■ **Activity**:
Collect from the data below each line with "automaton".

■ **Record excerpts**:

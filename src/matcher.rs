// Copyright Amazon.com, Inc. or its affiliates. All Rights Reserved.
// SPDX-License-Identifier: Apache-2.0

//!
//! Reference simulator for automaton membership queries
//!
//! The simulator tracks the set of active nodes while consuming one input
//! symbol at a time. It advances only on edges whose label equals the
//! consumed symbol exactly: edges with the empty label are never taken, so
//! no epsilon-closure is performed. This keeps the simulator a literal
//! reference implementation; it is used to cross-check the expressions
//! produced by [elimination](crate::elimination).
//!

use std::collections::HashSet;

use crate::automata::{Nfa, NodeId};

///
/// Check whether the automaton accepts `input`.
///
/// The active set starts as all nodes flagged initial. Each `char` of
/// `input` maps the active set to the union of the targets of outbound
/// edges labeled with exactly that symbol. After the whole input is
/// consumed, the automaton accepts iff some active node is flagged
/// terminal. An empty active set can never recover, so it short-circuits
/// to `false`.
///
/// This function never errors; inputs that leave the automaton with no
/// active node simply do not match.
///
pub fn matches(nfa: &Nfa, input: &str) -> bool {
    let mut active: HashSet<NodeId> = nfa
        .nodes()
        .filter(|(_, node)| node.is_initial)
        .map(|(id, _)| id)
        .collect();

    let mut buf = [0u8; 4];
    for c in input.chars() {
        if active.is_empty() {
            return false;
        }
        let symbol: &str = c.encode_utf8(&mut buf);
        active = nfa
            .edges()
            .iter()
            .filter(|e| active.contains(&e.source()) && e.label() == symbol)
            .map(|e| e.target())
            .collect();
    }

    active
        .iter()
        .any(|&id| nfa.node(id).is_some_and(|node| node.is_terminal))
}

■ **Exercise result**:
//! Reference simulator for automaton membership queries
/// Check whether the automaton accepts `input`.
/// consumed, the automaton accepts iff some active node is flagged
/// This function never errors; inputs that leave the automaton with no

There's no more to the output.